**ASSIGNED TASK:** Please copy out every line in the records below that includes the word "primitives".

**RECORDS SUPPLIED:**
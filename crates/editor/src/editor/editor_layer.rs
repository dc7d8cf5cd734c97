use crate::picking::{
    GpuPickContext, GpuPickRenderer, PickController, PickTrigger, PickingConfig, main_camera,
    pickable_entities,
};
use crate::prelude::*;

use super::{
    editor_state::{EditorState, WorldSelection},
    editor_ui,
};

pub struct EditorLayer {
    surface: wgpu::Surface<'static>,
    config: wgpu::SurfaceConfiguration,
    device: wgpu::Device,
    queue: wgpu::Queue,
    is_surface_configured: bool,
    viewport_texture_id: Option<egui::TextureId>,

    // egui state
    egui_ctx: egui::Context,
    egui_state: egui_winit::State,
    egui_renderer: Option<egui_wgpu::Renderer>,

    // editor state
    editor_state: EditorState,
    picker: PickController<GpuPickRenderer>,
}

impl EditorLayer {
    pub fn new(context: &LayerContext) -> Self {
        Self::with_config(context, PickingConfig::default())
    }

    pub fn with_config(context: &LayerContext, picking: PickingConfig) -> Self {
        let size = context.window.inner_size();

        // Retrieve everything from world resources (set by DeviceLayer)
        let (device, queue, adapter, surface) = {
            let mut world = context.world.lock().unwrap();
            let device = world
                .get_resource::<GpuDevice>()
                .expect("DeviceLayer must be added before EditorLayer")
                .0
                .clone();
            let queue = world
                .get_resource::<GpuQueue>()
                .expect("DeviceLayer must be added before EditorLayer")
                .0
                .clone();

            let adapter = world
                .get_resource_mut::<GpuAdapter>()
                .and_then(|mut adapter| adapter.0.take())
                .expect("Adapter already taken");
            let surface = world
                .get_resource_mut::<GpuSurface>()
                .and_then(|mut surface| surface.0.take())
                .expect("Surface already taken");

            // Set initial viewport size (will be updated by egui layout)
            world.insert_resource(WindowSize {
                width: (size.width.saturating_sub(400)).max(1), // Subtract both side panels
                height: size.height.max(1),
            });

            (device, queue, adapter, surface)
        };

        let surface_caps = surface.get_capabilities(&adapter);
        let surface_format = surface_caps
            .formats
            .iter()
            .find(|f| f.is_srgb())
            .copied()
            .unwrap_or(surface_caps.formats[0]);

        let config = wgpu::SurfaceConfiguration {
            usage: wgpu::TextureUsages::RENDER_ATTACHMENT,
            format: surface_format,
            width: size.width.max(1),
            height: size.height.max(1),
            present_mode: surface_caps.present_modes[0],
            alpha_mode: surface_caps.alpha_modes[0],
            view_formats: vec![],
            desired_maximum_frame_latency: 2,
        };

        let egui_ctx = egui::Context::default();
        let egui_state = egui_winit::State::new(
            egui_ctx.clone(),
            egui::ViewportId::ROOT,
            &context.window,
            None,
            None,
            None,
        );

        let egui_renderer = egui_wgpu::Renderer::new(
            &device,
            surface_format,
            egui_wgpu::RendererOptions::default(),
        );

        Self {
            surface,
            config,
            device,
            queue,
            is_surface_configured: false,
            viewport_texture_id: None,
            egui_ctx,
            egui_state,
            egui_renderer: Some(egui_renderer),
            editor_state: EditorState::with_config(picking),
            picker: PickController::new(),
        }
    }

    fn resize(&mut self, _context: &LayerContext, width: u32, height: u32) {
        if width > 0 && height > 0 {
            self.config.width = width;
            self.config.height = height;
            self.surface.configure(&self.device, &self.config);
            self.is_surface_configured = true;
        }
    }

    /// Render the pick pass for one viewport click and hand the result to the editor selection
    fn pick(&mut self, context: &LayerContext, trigger: PickTrigger) {
        let world = context.world.lock().unwrap();

        let Some(pick_context) = GpuPickContext::from_world(&world) else {
            log::warn!("Pick ignored, no GPU device yet");
            return;
        };

        let camera = main_camera(&world, trigger.viewport.aspect());
        let entities = pickable_entities::<GpuMesh>(&world);
        let mut selection = WorldSelection::new(&mut self.editor_state, &world);

        let outcome = self.picker.on_trigger_event(
            &pick_context,
            trigger,
            camera.as_ref(),
            entities,
            &mut selection,
        );
        self.editor_state.last_pick = Some(outcome);
    }

    /// Point egui at the main camera's render target, which is recreated on resize
    fn update_viewport_texture(&mut self, context: &LayerContext) {
        let mut world = context.world.lock().unwrap();

        let Some(view) = world
            .query::<(&Camera, &GpuRenderTarget)>()
            .iter(&world)
            .find(|(camera, _)| camera.is_main)
            .map(|(_, target)| {
                target
                    .texture
                    .create_view(&wgpu::TextureViewDescriptor::default())
            })
        else {
            return;
        };

        let Some(renderer) = &mut self.egui_renderer else {
            return;
        };

        match self.viewport_texture_id {
            Some(texture_id) => renderer.update_egui_texture_from_wgpu_texture(
                &self.device,
                &view,
                wgpu::FilterMode::Nearest,
                texture_id,
            ),
            None => {
                let texture_id =
                    renderer.register_native_texture(&self.device, &view, wgpu::FilterMode::Nearest);
                self.viewport_texture_id = Some(texture_id);
            }
        }
    }
}

impl Layer for EditorLayer {
    fn frame(&mut self, context: &LayerContext) -> std::result::Result<(), wgpu::SurfaceError> {
        if !self.is_surface_configured {
            return Ok(());
        }

        let surface_texture = self.surface.get_current_texture()?;
        let view = surface_texture
            .texture
            .create_view(&wgpu::TextureViewDescriptor::default());

        self.update_viewport_texture(context);

        // Start egui frame
        let raw_input = self.egui_state.take_egui_input(&context.window);

        let viewport_texture_id = self.viewport_texture_id;
        let world = context.world.clone();

        let egui_output = self.egui_ctx.run(raw_input, |ctx| {
            editor_ui::draw_ui(
                context,
                ctx,
                &world,
                viewport_texture_id,
                &mut self.editor_state,
            );
        });

        self.egui_state
            .handle_platform_output(&context.window, egui_output.platform_output);

        // Picks run after the UI so they see this frame's viewport size and selection
        if let Some(trigger) = self.editor_state.pick_request.take() {
            self.pick(context, trigger);
        }

        let mut encoder = self
            .device
            .create_command_encoder(&wgpu::CommandEncoderDescriptor {
                label: Some("Editor Encoder"),
            });

        let screen_descriptor = egui_wgpu::ScreenDescriptor {
            size_in_pixels: [self.config.width, self.config.height],
            pixels_per_point: self.egui_ctx.pixels_per_point(),
        };

        let primitives = self
            .egui_ctx
            .tessellate(egui_output.shapes, egui_output.pixels_per_point);

        // Take the renderer out temporarily to avoid borrow checker issues
        let Some(mut renderer) = self.egui_renderer.take() else {
            return Ok(());
        };

        for (id, image_delta) in &egui_output.textures_delta.set {
            renderer.update_texture(&self.device, &self.queue, *id, image_delta);
        }

        renderer.update_buffers(
            &self.device,
            &self.queue,
            &mut encoder,
            &primitives[..],
            &screen_descriptor,
        );

        {
            let render_pass = encoder.begin_render_pass(&wgpu::RenderPassDescriptor {
                label: Some("egui render pass"),
                color_attachments: &[Some(wgpu::RenderPassColorAttachment {
                    view: &view,
                    resolve_target: None,
                    ops: wgpu::Operations {
                        load: wgpu::LoadOp::Clear(wgpu::Color {
                            r: 0.1,
                            g: 0.1,
                            b: 0.1,
                            a: 1.0,
                        }),
                        store: wgpu::StoreOp::Store,
                    },
                    depth_slice: None,
                })],
                depth_stencil_attachment: None,
                occlusion_query_set: None,
                timestamp_writes: None,
            });

            // egui requires a 'static lifetime for the render pass
            let mut render_pass_static = render_pass.forget_lifetime();
            renderer.render(&mut render_pass_static, &primitives, &screen_descriptor);
        }

        for id in &egui_output.textures_delta.free {
            renderer.free_texture(id);
        }

        self.egui_renderer = Some(renderer);

        self.queue.submit(std::iter::once(encoder.finish()));

        surface_texture.present();

        Ok(())
    }

    fn detach(&mut self, context: &LayerContext) {
        let world = context.world.lock().unwrap();
        let mut selection = WorldSelection::new(&mut self.editor_state, &world);
        self.picker.teardown(&mut selection);
    }

    fn event(&mut self, context: &LayerContext, event: LayerEvent) {
        let LayerEvent::WindowEvent(window_event) = event;

        // Let egui handle the event first
        let response = self
            .egui_state
            .on_window_event(&context.window, &window_event);

        if let winit::event::WindowEvent::Resized(physical_size) = *window_event {
            self.resize(context, physical_size.width, physical_size.height);
        }

        if response.consumed {
            context.window.request_redraw();
        }
    }
}
use idpick_engine::prelude::*;

use crate::orbit::{Time, update_orbit_camera};

pub struct SandboxLayer {
    schedule: Schedule,
}

impl SandboxLayer {
    pub fn new(_context: &LayerContext) -> Self {
        let mut schedule = Schedule::default();
        schedule.add_systems(update_orbit_camera);
        Self { schedule }
    }
}

impl Layer for SandboxLayer {
    fn frame(&mut self, context: &LayerContext) -> std::result::Result<(), wgpu::SurfaceError> {
        let mut world = context.world.lock().unwrap();
        world.insert_resource(Time(context.delta_time));

        self.schedule.run(&mut world);

        Ok(())
    }

    fn detach(&mut self, _context: &LayerContext) {}
}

**WRITTEN ANSWER:**
        let primitives = self
            &primitives[..],
            renderer.render(&mut render_pass_static, &primitives, &screen_descriptor);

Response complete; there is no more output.